• **ASSIGNED TASK**:
Retype the records in full, keeping each character as it is.

### ENTRIES SHOWN ###

//! Scan execution for hostsweep.
//!
//! - [`Scanner`]: adapter trait pairing a tool's command line with its output grammar
//! - [`run_scan`]: the subprocess lifecycle shared by every adapter
//! - [`ScanPipeline`]: ordered multi-step sweeps with result history
//! - [`SysmonManager`]: service lifecycle for Sysmon
//!
//! # Example
//!
//! ```rust,ignore
//! use std::sync::Arc;
//! use hostsweep_scan::ScanPipeline;
//! use hostsweep_tools::{SweepConfig, ToolManager};
//!
//! let config = SweepConfig::default();
//! let pipeline = ScanPipeline::new(Arc::new(ToolManager::new(&config)), &config);
//! let result = pipeline
//!     .run_pipeline(&ScanPipeline::daily_pipeline("C:\\Users", &config.output_dir))
//!     .await;
//! println!("{} findings", result.total_findings());
//! ```

#![doc(html_root_url = "https://docs.rs/hostsweep-scan/0.3.0")]

mod command;
pub mod monitor;
pub mod parser;
mod pipeline;
mod runner;
mod scanner;
pub mod scanners;
mod sysmon;

pub use command::CommandLine;
pub use hostsweep_core::{Result, SweepError};
pub use monitor::{FindingsQuery, PipelineSummary, StepSummary, ToolAvailability, ToolStatus};
pub use pipeline::ScanPipeline;
pub use runner::{run_scan, stage_dir_name};
pub use scanner::Scanner;
pub use sysmon::{SysmonManager, SysmonStatus};
use std::collections::BTreeSet;
use std::path::Path;

use serde::Deserialize;

use crate::config::ConfigDoc;
use crate::error::{Error, Result};
use crate::layers::{LayerPlan, LayerSpec, default_layers};
use crate::target::{Os, Target, supported_targets};
use crate::util;

/// Headers that are textually identical across targets but sit in relative
/// include chains that assume every target keeps its own copy.
pub const DEFAULT_DONT_DEDUP: &[&str] = &[
    "libkern/OSAtomic.h",
    "libkern/OSAtomicDeprecated.h",
    "libkern/OSSpinLockDeprecated.h",
    "libkern/OSAtomicQueue.h",
];

pub const DEFAULT_FETCH_HEADERS: &[&str] = &[
    "assert.h",
    "ctype.h",
    "dirent.h",
    "dlfcn.h",
    "errno.h",
    "fcntl.h",
    "inttypes.h",
    "libkern/OSAtomic.h",
    "limits.h",
    "locale.h",
    "mach/mach.h",
    "math.h",
    "netdb.h",
    "netinet/in.h",
    "pthread.h",
    "sched.h",
    "setjmp.h",
    "signal.h",
    "stdio.h",
    "stdlib.h",
    "string.h",
    "sys/mman.h",
    "sys/socket.h",
    "sys/stat.h",
    "sys/time.h",
    "sys/types.h",
    "time.h",
    "unistd.h",
];

fn default_root() -> String {
    "headers".into()
}

fn default_os() -> String {
    "macos".into()
}

fn default_dont_dedup() -> Vec<String> {
    DEFAULT_DONT_DEDUP.iter().map(|s| s.to_string()).collect()
}

#[derive(Debug, Clone, Deserialize)]
#[serde(default, deny_unknown_fields)]
pub struct HeadersConfig {
    #[serde(default = "default_root")]
    pub root: String,
    #[serde(default = "default_os")]
    pub os: String,
    /// Empty means every supported target.
    pub targets: Vec<Target>,
    #[serde(default = "default_dont_dedup")]
    pub dont_dedup: Vec<String>,
    /// Added on top of `dont_dedup` so the defaults need not be repeated.
    pub extra_dont_dedup: Vec<String>,
}

impl Default for HeadersConfig {
    fn default() -> Self {
        Self {
            root: default_root(),
            os: default_os(),
            targets: Vec::new(),
            dont_dedup: default_dont_dedup(),
            extra_dont_dedup: Vec::new(),
        }
    }
}

#[derive(Debug, Clone, Deserialize)]
#[serde(deny_unknown_fields)]
pub struct LayerConfig {
    pub name: Option<String>,
    pub output: Target,
    pub members: Vec<Target>,
}

fn default_cc() -> String {
    "cc".into()
}

fn default_include_prefix() -> String {
    "usr/include".into()
}

fn default_sdk_command() -> Vec<String> {
    vec!["xcrun".into(), "--show-sdk-path".into()]
}

fn default_version_command() -> Vec<String> {
    vec!["sw_vers".into(), "-productVersion".into()]
}

fn default_fetch_headers() -> Vec<String> {
    DEFAULT_FETCH_HEADERS.iter().map(|s| s.to_string()).collect()
}

#[derive(Debug, Clone, Deserialize)]
#[serde(default, deny_unknown_fields)]
pub struct FetchConfig {
    #[serde(default = "default_cc")]
    pub cc: String,
    /// Explicit SDK root; when unset `sdk_command` is asked, and when that is
    /// empty too the host root `/` is used.
    pub sysroot: Option<String>,
    #[serde(default = "default_sdk_command")]
    pub sdk_command: Vec<String>,
    #[serde(default = "default_version_command")]
    pub version_command: Vec<String>,
    #[serde(default = "default_include_prefix")]
    pub include_prefix: String,
    #[serde(default = "default_fetch_headers")]
    pub headers: Vec<String>,
    pub extra_args: Vec<String>,
}

impl Default for FetchConfig {
    fn default() -> Self {
        Self {
            cc: default_cc(),
            sysroot: None,
            sdk_command: default_sdk_command(),
            version_command: default_version_command(),
            include_prefix: default_include_prefix(),
            headers: default_fetch_headers(),
            extra_args: Vec::new(),
        }
    }
}

#[derive(Debug, Clone, Default)]
pub struct HoistConfig {
    pub headers: HeadersConfig,
    pub layers: Vec<LayerConfig>,
    pub fetch: FetchConfig,
}

impl HoistConfig {
    pub fn from_doc(doc: &ConfigDoc) -> Result<Self> {
        if let Some(tbl) = doc.value.as_table() {
            for key in tbl.keys() {
                if !matches!(key.as_str(), "headers" | "layers" | "fetch") {
                    return Err(Error::config(format!(
                        "unknown config table '{}' in {} (expected headers, layers, fetch)",
                        key,
                        doc.path.display()
                    )));
                }
            }
        }
        let cfg = Self {
            headers: doc.deserialize_path("headers")?.unwrap_or_default(),
            layers: doc.deserialize_path("layers")?.unwrap_or_default(),
            fetch: doc.deserialize_path("fetch")?.unwrap_or_default(),
        };
        cfg.dont_dedup()?;
        Ok(cfg)
    }

    pub fn load(path: &Path) -> Result<Self> {
        Self::from_doc(&crate::config::load(path)?)
    }

    pub fn os(&self) -> Result<Os> {
        self.headers.os.parse()
    }

    pub fn targets(&self) -> Result<Vec<Target>> {
        let os = self.os()?;
        if self.headers.targets.is_empty() {
            return Ok(supported_targets(os));
        }
        if let Some(t) = self.headers.targets.iter().find(|t| t.os != os) {
            return Err(Error::config(format!(
                "target '{}' does not match headers.os '{}'",
                t,
                os.as_str()
            )));
        }
        Ok(self.headers.targets.clone())
    }

    /// Normalized exclusion set.
    pub fn dont_dedup(&self) -> Result<BTreeSet<String>> {
        let mut out = BTreeSet::new();
        for raw in self
            .headers
            .dont_dedup
            .iter()
            .chain(&self.headers.extra_dont_dedup)
        {
            let rel = util::rel_path_string(Path::new(raw.trim()))
                .map_err(|e| Error::config(format!("invalid dont_dedup entry '{raw}': {e}")))?;
            out.insert(rel);
        }
        Ok(out)
    }

    /// Explicit `[[layers]]` when present, the default scheme otherwise.
    pub fn layer_plan(&self) -> Result<LayerPlan> {
        if self.layers.is_empty() {
            return default_layers(self.os()?, &self.targets()?);
        }
        let mut plan = LayerPlan::default();
        for l in &self.layers {
            plan.add(LayerSpec {
                name: l.name.clone().unwrap_or_else(|| l.output.full_name()),
                output: l.output,
                members: l.members.clone(),
            })?;
        }
        Ok(plan)
    }
}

###

• **RESPONSE AREA**:
//! Scan execution for hostsweep.
//!
//! - [`Scanner`]: adapter trait pairing a tool's command line with its output grammar
//! - [`run_scan`]: the subprocess lifecycle shared by every adapter
//! - [`ScanPipeline`]: ordered multi-step sweeps with result history
//! - [`SysmonManager`]: service lifecycle for Sysmon
//!
//! # Example
//!
//! ```rust,ignore
//! use std::sync::Arc;
//! use hostsweep_scan::ScanPipeline;
//! use hostsweep_tools::{SweepConfig, ToolManager};
//!
//! let config = SweepConfig::default();
//! let pipeline = ScanPipeline::new(Arc::new(ToolManager::new(&config)), &config);
//! let result = pipeline
//!     .run_pipeline(&ScanPipeline::daily_pipeline("C:\\Users", &config.output_dir))
//!     .await;
//! println!("{} findings", result.total_findings());
//! ```

#![doc(html_root_url = "https://docs.rs/hostsweep-scan/0.3.0")]

mod command;
pub mod monitor;
pub mod parser;
mod pipeline;
mod runner;
mod scanner;
pub mod scanners;
mod sysmon;

pub use command::CommandLine;
pub use hostsweep_core::{Result, SweepError};
pub use monitor::{FindingsQuery, PipelineSummary, StepSummary, ToolAvailability, ToolStatus};
pub use pipeline::ScanPipeline;
pub use runner::{run_scan, stage_dir_name};
pub use scanner::Scanner;
pub use sysmon::{SysmonManager, SysmonStatus};
use std::collections::BTreeSet;
use std::path::Path;

use serde::Deserialize;

use crate::config::ConfigDoc;
use crate::error::{Error, Result};
use crate::layers::{LayerPlan, LayerSpec, default_layers};
use crate::target::{Os, Target, supported_targets};
use crate::util;

/// Headers that are textually identical across targets but sit in relative
/// include chains that assume every target keeps its own copy.
pub const DEFAULT_DONT_DEDUP: &[&str] = &[
    "libkern/OSAtomic.h",
    "libkern/OSAtomicDeprecated.h",
    "libkern/OSSpinLockDeprecated.h",
    "libkern/OSAtomicQueue.h",
];

pub const DEFAULT_FETCH_HEADERS: &[&str] = &[
    "assert.h",
    "ctype.h",
    "dirent.h",
    "dlfcn.h",
    "errno.h",
    "fcntl.h",
    "inttypes.h",
    "libkern/OSAtomic.h",
    "limits.h",
    "locale.h",
    "mach/mach.h",
    "math.h",
    "netdb.h",
    "netinet/in.h",
    "pthread.h",
    "sched.h",
    "setjmp.h",
    "signal.h",
    "stdio.h",
    "stdlib.h",
    "string.h",
    "sys/mman.h",
    "sys/socket.h",
    "sys/stat.h",
    "sys/time.h",
    "sys/types.h",
    "time.h",
    "unistd.h",
];

fn default_root() -> String {
    "headers".into()
}

fn default_os() -> String {
    "macos".into()
}

fn default_dont_dedup() -> Vec<String> {
    DEFAULT_DONT_DEDUP.iter().map(|s| s.to_string()).collect()
}

#[derive(Debug, Clone, Deserialize)]
#[serde(default, deny_unknown_fields)]
pub struct HeadersConfig {
    #[serde(default = "default_root")]
    pub root: String,
    #[serde(default = "default_os")]
    pub os: String,
    /// Empty means every supported target.
    pub targets: Vec<Target>,
    #[serde(default = "default_dont_dedup")]
    pub dont_dedup: Vec<String>,
    /// Added on top of `dont_dedup` so the defaults need not be repeated.
    pub extra_dont_dedup: Vec<String>,
}

impl Default for HeadersConfig {
    fn default() -> Self {
        Self {
            root: default_root(),
            os: default_os(),
            targets: Vec::new(),
            dont_dedup: default_dont_dedup(),
            extra_dont_dedup: Vec::new(),
        }
    }
}

#[derive(Debug, Clone, Deserialize)]
#[serde(deny_unknown_fields)]
pub struct LayerConfig {
    pub name: Option<String>,
    pub output: Target,
    pub members: Vec<Target>,
}

fn default_cc() -> String {
    "cc".into()
}

fn default_include_prefix() -> String {
    "usr/include".into()
}

fn default_sdk_command() -> Vec<String> {
    vec!["xcrun".into(), "--show-sdk-path".into()]
}

fn default_version_command() -> Vec<String> {
    vec!["sw_vers".into(), "-productVersion".into()]
}

fn default_fetch_headers() -> Vec<String> {
    DEFAULT_FETCH_HEADERS.iter().map(|s| s.to_string()).collect()
}

#[derive(Debug, Clone, Deserialize)]
#[serde(default, deny_unknown_fields)]
pub struct FetchConfig {
    #[serde(default = "default_cc")]
    pub cc: String,
    /// Explicit SDK root; when unset `sdk_command` is asked, and when that is
    /// empty too the host root `/` is used.
    pub sysroot: Option<String>,
    #[serde(default = "default_sdk_command")]
    pub sdk_command: Vec<String>,
    #[serde(default = "default_version_command")]
    pub version_command: Vec<String>,
    #[serde(default = "default_include_prefix")]
    pub include_prefix: String,
    #[serde(default = "default_fetch_headers")]
    pub headers: Vec<String>,
    pub extra_args: Vec<String>,
}

impl Default for FetchConfig {
    fn default() -> Self {
        Self {
            cc: default_cc(),
            sysroot: None,
            sdk_command: default_sdk_command(),
            version_command: default_version_command(),
            include_prefix: default_include_prefix(),
            headers: default_fetch_headers(),
            extra_args: Vec::new(),
        }
    }
}

#[derive(Debug, Clone, Default)]
pub struct HoistConfig {
    pub headers: HeadersConfig,
    pub layers: Vec<LayerConfig>,
    pub fetch: FetchConfig,
}

impl HoistConfig {
    pub fn from_doc(doc: &ConfigDoc) -> Result<Self> {
        if let Some(tbl) = doc.value.as_table() {
            for key in tbl.keys() {
                if !matches!(key.as_str(), "headers" | "layers" | "fetch") {
                    return Err(Error::config(format!(
                        "unknown config table '{}' in {} (expected headers, layers, fetch)",
                        key,
                        doc.path.display()
                    )));
                }
            }
        }
        let cfg = Self {
            headers: doc.deserialize_path("headers")?.unwrap_or_default(),
            layers: doc.deserialize_path("layers")?.unwrap_or_default(),
            fetch: doc.deserialize_path("fetch")?.unwrap_or_default(),
        };
        cfg.dont_dedup()?;
        Ok(cfg)
    }

    pub fn load(path: &Path) -> Result<Self> {
        Self::from_doc(&crate::config::load(path)?)
    }

    pub fn os(&self) -> Result<Os> {
        self.headers.os.parse()
    }

    pub fn targets(&self) -> Result<Vec<Target>> {
        let os = self.os()?;
        if self.headers.targets.is_empty() {
            return Ok(supported_targets(os));
        }
        if let Some(t) = self.headers.targets.iter().find(|t| t.os != os) {
            return Err(Error::config(format!(
                "target '{}' does not match headers.os '{}'",
                t,
                os.as_str()
            )));
        }
        Ok(self.headers.targets.clone())
    }

    /// Normalized exclusion set.
    pub fn dont_dedup(&self) -> Result<BTreeSet<String>> {
        let mut out = BTreeSet::new();
        for raw in self
            .headers
            .dont_dedup
            .iter()
            .chain(&self.headers.extra_dont_dedup)
        {
            let rel = util::rel_path_string(Path::new(raw.trim()))
                .map_err(|e| Error::config(format!("invalid dont_dedup entry '{raw}': {e}")))?;
            out.insert(rel);
        }
        Ok(out)
    }

    /// Explicit `[[layers]]` when present, the default scheme otherwise.
    pub fn layer_plan(&self) -> Result<LayerPlan> {
        if self.layers.is_empty() {
            return default_layers(self.os()?, &self.targets()?);
        }
        let mut plan = LayerPlan::default();
        for l in &self.layers {
            plan.add(LayerSpec {
                name: l.name.clone().unwrap_or_else(|| l.output.full_name()),
                output: l.output,
                members: l.members.clone(),
            })?;
        }
        Ok(plan)
    }
}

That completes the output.